<<<<

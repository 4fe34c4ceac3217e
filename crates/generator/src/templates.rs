//! Template loading and management

use apigen_common::naming::{to_pascal_case, to_snake_case};
use apigen_common::{GeneratorError, Result};
use std::collections::HashMap;
use tera::{Tera, Value};

/// Templates and the file each one renders to, relative to the output root
pub const TEMPLATES: &[(&str, &str, &str)] = &[
    (
        "manifest.yaml",
        "manifest.yaml",
        include_str!("../templates/manifest.yaml.tera"),
    ),
    ("lib.rs", "src/lib.rs", include_str!("../templates/lib.rs.tera")),
];

/// Load all templates
pub fn load_templates() -> Result<Tera> {
    let mut tera = Tera::default();

    tera.register_filter("snake_case", snake_case_filter);
    tera.register_filter("pascal_case", pascal_case_filter);
    tera.register_filter("rust_doc", rust_doc_filter);

    for (name, _, source) in TEMPLATES {
        tera.add_raw_template(name, source).map_err(|e| {
            GeneratorError::Generation(format!("Failed to load {} template: {}", name, e))
        })?;
    }

    Ok(tera)
}

fn string_arg<'a>(value: &'a Value, filter: &str) -> tera::Result<&'a str> {
    value
        .as_str()
        .ok_or_else(|| tera::Error::msg(format!("{} filter expects a string", filter)))
}

fn snake_case_filter(value: &Value, _args: &HashMap<String, Value>) -> tera::Result<Value> {
    Ok(Value::String(to_snake_case(string_arg(value, "snake_case")?)))
}

fn pascal_case_filter(value: &Value, _args: &HashMap<String, Value>) -> tera::Result<Value> {
    Ok(Value::String(to_pascal_case(string_arg(value, "pascal_case")?)))
}

/// Turn documentation into `///` lines, e.g. `{{ doc | rust_doc(indent=4) }}`
///
/// Empty documentation renders nothing. Every line after the first, and the
/// item that follows, carries the indent, so the filter can sit at the
/// template's own indentation.
fn rust_doc_filter(value: &Value, args: &HashMap<String, Value>) -> tera::Result<Value> {
    let doc = string_arg(value, "rust_doc")?;
    let indent = args.get("indent").and_then(Value::as_u64).unwrap_or(0) as usize;
    if doc.trim().is_empty() {
        return Ok(Value::String(String::new()));
    }

    let lines: Vec<String> = doc
        .trim_end()
        .lines()
        .map(|line| {
            if line.trim().is_empty() {
                "///".to_string()
            } else {
                format!("/// {}", line.trim_end())
            }
        })
        .collect();
    let separator = format!("\n{}", " ".repeat(indent));
    Ok(Value::String(format!("{}{}", lines.join(&separator), separator)))
}
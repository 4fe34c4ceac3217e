//! API model analysis for apigen
//!
//! Turns the preliminary model produced by a raw parser into the fully
//! resolved model the generators consume.
//!
//! # Examples
//!
//! ```no_run
//! use apigen_analyzer::ModelBuilder;
//! use apigen_common::config::GeneratorConfig;
//! use apigen_parser::parser_for;
//! use std::path::Path;
//!
//! let config = GeneratorConfig::load(Path::new("apigen.yaml")).expect("config");
//! let parser = parser_for(&config).expect("parser");
//! let api = ModelBuilder::new(&config).build(parser.as_ref()).expect("model");
//!
//! for service in &api.services {
//!     println!("{service}");
//! }
//! ```

mod analyzer;
mod cross_reference;
mod filters;
mod pagination;
mod recursive;
mod resource_names;
mod samples;
mod standard_methods;
mod validate;

pub use analyzer::{create_model, ModelBuilder};
pub use cross_reference::cross_reference;
pub use filters::{apply_api_overrides, apply_documentation_overrides, apply_filters};
pub use pagination::update_method_pagination;
pub use recursive::label_recursive_fields;
pub use resource_names::{identify_target_resources, is_heuristic_eligible};
pub use validate::validate;

use apigen_common::GeneratorError;
use thiserror::Error;

/// Fatal consistency and configuration errors raised while building a model
#[derive(Debug, Error)]
pub enum AnalyzerError {
    #[error("cannot find message type {type_id} referenced by field {field_id}")]
    MissingMessageType { field_id: String, type_id: String },

    #[error("cannot find enum type {type_id} referenced by field {field_id}")]
    MissingEnumType { field_id: String, type_id: String },

    #[error("cannot find input type {type_id} for method {method_id}")]
    MissingInputType { method_id: String, type_id: String },

    #[error("cannot find output type {type_id} for method {method_id}")]
    MissingOutputType { method_id: String, type_id: String },

    #[error("cannot find field {field_id} of oneof {one_of_id}")]
    MissingOneOfField { one_of_id: String, field_id: String },

    #[error("cannot find {kind} {id}")]
    MissingElement { kind: &'static str, id: String },

    #[error("cannot find field {field:?} in message {message_id} while resolving a path of method {method_id}")]
    MissingField {
        method_id: String,
        message_id: String,
        field: String,
    },

    #[error("field {field_id} has no message type, needed to resolve field path {field_path:?}")]
    MissingFieldMessageType { field_id: String, field_path: String },

    #[error("cannot determine the host for service {service_id}: no default host and no API name")]
    MissingHost { service_id: String },

    #[error("{kind} {id} is in package {package:?}, expected {expected:?}")]
    PackageMismatch {
        kind: &'static str,
        id: String,
        package: String,
        expected: String,
    },

    #[error("invalid documentation override for {id}: {reason}")]
    DocumentationOverride { id: String, reason: String },

    #[error(transparent)]
    Generator(#[from] GeneratorError),
}

pub type Result<T> = std::result::Result<T, AnalyzerError>;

>>>>

◆ **Exercise requirements**:
Look through the data above. Copy every line with the string "lines" in it.

◆ **Solution for this task**:
/// Turn documentation into `///` lines, e.g. `{{ doc | rust_doc(indent=4) }}`
    let lines: Vec<String> = doc
        .lines()
    Ok(Value::String(format!("{}{}", lines.join(&separator), separator)))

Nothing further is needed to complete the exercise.